Le Sénégal a opéré un redressement significatif de ses finances publiques au cours de l'année 2025. Selon le dernier rapport du ministère de l’Économie, du Plan et de la Coopération, le déficit budgétaire a été ramené de 13,7 % à 6,2 % du PIB. Cette performance résulte d'une stratégie de consolidation budgétaire axée sur une hausse des recettes fiscales et une réduction drastique des dépenses d'investissement et des transferts publics.
L'amélioration des comptes de l'État s'accompagne d'une dynamique monétaire positive. La masse monétaire a bondi de 13,3 %, portée par le renforcement des avoirs extérieurs nets. Dans le même temps, les crédits à l'économie ont progressé de 8,4 %, signe d'un maintien du financement bancaire malgré la présence marquée de l'État sur le marché financier. La croissance nationale reste vigoureuse, principalement tirée par l'entrée en production du secteur extractif (hydrocarbures).
Toutefois, le pays fait face à une raréfaction des financements extérieurs, l'obligeant à se tourner massivement vers le marché régional de l'UEMOA. En 2025, le Sénégal y a mobilisé 2 225 milliards de FCFA, soit une hausse spectaculaire de 122,8 % en un an. Si le marché régional offre une alternative stratégique, les conditions sur les marchés internationaux restent tendues, notamment pour les eurobonds sénégalais, en raison de l'absence de programme avec le FMI et des incertitudes budgétaires persistantes.

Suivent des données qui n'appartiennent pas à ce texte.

//! Batch runner for per-frequency payroll runs.

use chrono::NaiveDate;
use std::sync::Arc;
use std::time::Duration;
use tracing::{info, warn};
use uuid::Uuid;

use crate::calculation::compute_payroll;
use crate::error::{PayrollError, PayrollResult};
use crate::models::{BatchOutcome, BatchResult, FailureKind, PayFrequency, Staff, StaffOutcome};
use crate::schedule::period_start;
use crate::store::{LedgerInsert, PayrollLedger, StaffDirectory};

/// Default bound on a single ledger write.
pub const DEFAULT_PERSIST_TIMEOUT: Duration = Duration::from_secs(5);

/// Runs payroll batches against a staff directory and payroll ledger.
///
/// A batch processes every staff member with the target pay frequency.
/// Each staff member is handled sequentially (resolve, then compute, then persist);
/// any failure along that chain is recorded in the [`BatchResult`] and the
/// batch moves on to the next staff member. Only the initial directory list
/// query is batch-fatal.
///
/// # Example
///
/// ```
/// use payroll_engine::batch::BatchRunner;
/// use payroll_engine::models::PayFrequency;
/// use payroll_engine::store::{InMemoryLedger, InMemoryStaffDirectory};
/// use chrono::NaiveDate;
/// use std::sync::Arc;
///
/// # tokio::runtime::Runtime::new().unwrap().block_on(async {
/// let directory = Arc::new(InMemoryStaffDirectory::new());
/// let ledger = Arc::new(InMemoryLedger::new());
/// let runner = BatchRunner::new(directory, ledger);
///
/// let run_date = NaiveDate::from_ymd_opt(2026, 3, 29).unwrap();
/// let result = runner.run(PayFrequency::Monthly, run_date).await.unwrap();
/// assert!(result.outcomes.is_empty());
/// # });
/// ```
pub struct BatchRunner<D, L> {
    directory: Arc<D>,
    ledger: Arc<L>,
    persist_timeout: Duration,
}

impl<D: StaffDirectory, L: PayrollLedger> BatchRunner<D, L> {
    /// Creates a runner with the default persistence timeout.
    pub fn new(directory: Arc<D>, ledger: Arc<L>) -> Self {
        Self {
            directory,
            ledger,
            persist_timeout: DEFAULT_PERSIST_TIMEOUT,
        }
    }

    /// Overrides the bound on each per-staff ledger write.
    pub fn with_persist_timeout(mut self, timeout: Duration) -> Self {
        self.persist_timeout = timeout;
        self
    }

    /// Runs one payroll batch for the given frequency.
    ///
    /// `run_date` anchors the pay period being settled; the scheduler passes
    /// the date of the calendar trigger, and tests inject fixed dates.
    ///
    /// # Errors
    ///
    /// Returns an error only when the staff directory list query fails; every
    /// per-staff failure is contained into the returned [`BatchResult`].
    pub async fn run(
        &self,
        frequency: PayFrequency,
        run_date: NaiveDate,
    ) -> PayrollResult<BatchResult> {
        let run_id = Uuid::new_v4();
        let period = period_start(frequency, run_date);
        info!(
            run_id = %run_id,
            frequency = %frequency,
            period_start = %period,
            "Starting payroll batch"
        );

        let staff = self
            .directory
            .list_staff_by_frequency(frequency)
            .await
            .inspect_err(|err| {
                warn!(run_id = %run_id, frequency = %frequency, error = %err, "Staff list query failed");
            })?;

        let mut outcomes = Vec::with_capacity(staff.len());
        for member in &staff {
            let outcome = self.process_staff(member, period).await;
            match &outcome {
                BatchOutcome::Paid { amount, .. } => {
                    info!(
                        run_id = %run_id,
                        staff_id = %member.id,
                        amount = %amount,
                        "Payroll record persisted"
                    );
                }
                BatchOutcome::AlreadyPaid => {
                    info!(
                        run_id = %run_id,
                        staff_id = %member.id,
                        period_start = %period,
                        "Pay period already settled; skipping"
                    );
                }
                BatchOutcome::Failed { kind, message } => {
                    warn!(
                        run_id = %run_id,
                        staff_id = %member.id,
                        kind = ?kind,
                        error = %message,
                        "Payroll processing failed for staff member"
                    );
                }
            }
            outcomes.push(StaffOutcome {
                staff_id: member.id.clone(),
                outcome,
            });
        }

        let result = BatchResult {
            run_id,
            frequency,
            period_start: period,
            outcomes,
        };
        info!(
            run_id = %run_id,
            frequency = %frequency,
            paid = result.paid_count(),
            skipped = result.skipped_count(),
            failed = result.failed_count(),
            "Payroll batch completed"
        );
        Ok(result)
    }

    /// Processes one staff member: resolve, compute, persist.
    ///
    /// Never returns an error; every failure becomes a [`BatchOutcome::Failed`].
    async fn process_staff(&self, listed: &Staff, period: NaiveDate) -> BatchOutcome {
        // Re-resolve by id: the record may have been deleted between the
        // list query and processing.
        let staff = match self.directory.get_staff_by_id(&listed.id).await {
            Ok(Some(staff)) => staff,
            Ok(None) => {
                return BatchOutcome::Failed {
                    kind: FailureKind::StaffNotFound,
                    message: format!("staff '{}' no longer exists", listed.id),
                };
            }
            Err(err) => {
                return BatchOutcome::Failed {
                    kind: FailureKind::from_error(&err),
                    message: err.to_string(),
                };
            }
        };

        let record = match compute_payroll(&staff, period) {
            Ok(record) => record,
            Err(err) => {
                return BatchOutcome::Failed {
                    kind: FailureKind::from_error(&err),
                    message: err.to_string(),
                };
            }
        };

        match tokio::time::timeout(
            self.persist_timeout,
            self.ledger.insert_payroll_record(&record),
        )
        .await
        {
            Ok(Ok(LedgerInsert::Inserted(record_id))) => BatchOutcome::Paid {
                record_id,
                amount: record.amount_paid,
            },
            Ok(Ok(LedgerInsert::Duplicate)) => BatchOutcome::AlreadyPaid,
            Ok(Err(err)) => BatchOutcome::Failed {
                kind: FailureKind::PersistenceFailure,
                message: err.to_string(),
            },
            Err(_) => {
                let err = PayrollError::PersistenceFailure {
                    staff_id: staff.id.clone(),
                    message: format!(
                        "ledger write exceeded {}ms",
                        self.persist_timeout.as_millis()
                    ),
                };
                BatchOutcome::Failed {
                    kind: FailureKind::PersistenceFailure,
                    message: err.to_string(),
                }
            }
        }
    }
}

#[cfg(test)]
mod tests {
    use super::*;
    use crate::store::{InMemoryLedger, InMemoryStaffDirectory};

    fn staff(id: &str, frequency: PayFrequency, salary: &str) -> Staff {
        Staff {
            id: id.to_string(),
            name: format!("Staff {}", id),
            pay_frequency: frequency,
            salary: salary.to_string(),
            allowances: None,
            deductions: None,
        }
    }

    fn run_date() -> NaiveDate {
        NaiveDate::from_ymd_opt(2026, 3, 29).unwrap()
    }

    async fn create_runner() -> (
        Arc<InMemoryStaffDirectory>,
        Arc<InMemoryLedger>,
        BatchRunner<InMemoryStaffDirectory, InMemoryLedger>,
    ) {
        let directory = Arc::new(InMemoryStaffDirectory::new());
        let ledger = Arc::new(InMemoryLedger::new());
        let runner = BatchRunner::new(directory.clone(), ledger.clone());
        (directory, ledger, runner)
    }

    #[tokio::test]
    async fn test_batch_pays_all_valid_staff() {
        let (directory, ledger, runner) = create_runner().await;
        directory
            .insert(staff("s1", PayFrequency::Monthly, "3000"))
            .await;
        directory
            .insert(staff("s2", PayFrequency::Monthly, "2500"))
            .await;

        let result = runner.run(PayFrequency::Monthly, run_date()).await.unwrap();

        assert_eq!(result.paid_count(), 2);
        assert_eq!(result.failed_count(), 0);
        assert_eq!(ledger.records().await.len(), 2);
        assert_eq!(result.frequency, PayFrequency::Monthly);
        assert_eq!(
            result.period_start,
            NaiveDate::from_ymd_opt(2026, 3, 1).unwrap()
        );
    }

    #[tokio::test]
    async fn test_one_bad_record_does_not_abort_batch() {
        let (directory, ledger, runner) = create_runner().await;
        directory
            .insert(staff("s1", PayFrequency::Weekly, "2000"))
            .await;
        directory
            .insert(staff("s2", PayFrequency::Weekly, "garbage"))
            .await;
        directory
            .insert(staff("s3", PayFrequency::Weekly, "1800"))
            .await;

        let result = runner.run(PayFrequency::Weekly, run_date()).await.unwrap();

        assert_eq!(result.paid_count(), 2);
        assert_eq!(result.failed_count(), 1);
        assert_eq!(ledger.records().await.len(), 2);

        let failed = result
            .outcomes
            .iter()
            .find(|o| o.staff_id == "s2")
            .unwrap();
        assert!(matches!(
            failed.outcome,
            BatchOutcome::Failed {
                kind: FailureKind::InvalidCompensation,
                ..
            }
        ));
    }

    /// A directory whose listing includes one staff member that can no
    /// longer be resolved by id, mimicking a deletion between the list
    /// query and per-staff processing.
    struct PhantomDirectory {
        inner: InMemoryStaffDirectory,
        phantom: Staff,
    }

    impl StaffDirectory for PhantomDirectory {
        async fn list_staff_by_frequency(
            &self,
            frequency: PayFrequency,
        ) -> crate::error::PayrollResult<Vec<Staff>> {
            let mut listed = self.inner.list_staff_by_frequency(frequency).await?;
            if self.phantom.pay_frequency == frequency {
                listed.push(self.phantom.clone());
            }
            Ok(listed)
        }

        async fn get_staff_by_id(
            &self,
            staff_id: &str,
        ) -> crate::error::PayrollResult<Option<Staff>> {
            self.inner.get_staff_by_id(staff_id).await
        }
    }

    #[tokio::test]
    async fn test_staff_deleted_between_list_and_processing() {
        let inner = InMemoryStaffDirectory::new();
        inner.insert(staff("s1", PayFrequency::Monthly, "3000")).await;
        let directory = Arc::new(PhantomDirectory {
            inner,
            phantom: staff("ghost", PayFrequency::Monthly, "3000"),
        });
        let ledger = Arc::new(InMemoryLedger::new());
        let runner = BatchRunner::new(directory, ledger.clone());

        let result = runner.run(PayFrequency::Monthly, run_date()).await.unwrap();

        assert_eq!(result.paid_count(), 1);
        assert_eq!(result.failed_count(), 1);
        let ghost = result
            .outcomes
            .iter()
            .find(|o| o.staff_id == "ghost")
            .unwrap();
        assert!(matches!(
            ghost.outcome,
            BatchOutcome::Failed {
                kind: FailureKind::StaffNotFound,
                ..
            }
        ));
        assert_eq!(ledger.records_for("s1").await.len(), 1);
        assert!(ledger.records_for("ghost").await.is_empty());
    }

    #[tokio::test]
    async fn test_rerun_same_period_is_noop() {
        let (directory, ledger, runner) = create_runner().await;
        directory
            .insert(staff("s1", PayFrequency::Biweekly, "1500"))
            .await;

        let first = runner
            .run(PayFrequency::Biweekly, run_date())
            .await
            .unwrap();
        let second = runner
            .run(PayFrequency::Biweekly, run_date())
            .await
            .unwrap();

        assert_eq!(first.paid_count(), 1);
        assert_eq!(second.paid_count(), 0);
        assert_eq!(second.skipped_count(), 1);
        assert_eq!(ledger.records_for("s1").await.len(), 1);
    }

    #[tokio::test]
    async fn test_empty_frequency_yields_empty_result() {
        let (_directory, ledger, runner) = create_runner().await;

        let result = runner
            .run(PayFrequency::Biweekly, run_date())
            .await
            .unwrap();

        assert!(result.outcomes.is_empty());
        assert!(ledger.records().await.is_empty());
    }
}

Le rapport souligne enfin plusieurs vulnérabilités qui pèsent sur la trajectoire économique. La hausse des charges d’intérêts de la dette et le poids des subventions limitent les marges de manœuvre du gouvernement. De plus, la faible performance de l’économie hors hydrocarbures demeure un défi majeur. Pour garantir une croissance durable et inclusive, les autorités préconisent de poursuivre les réformes structurelles et d'élargir la base des investisseurs afin de stabiliser le cadre macroéconomique.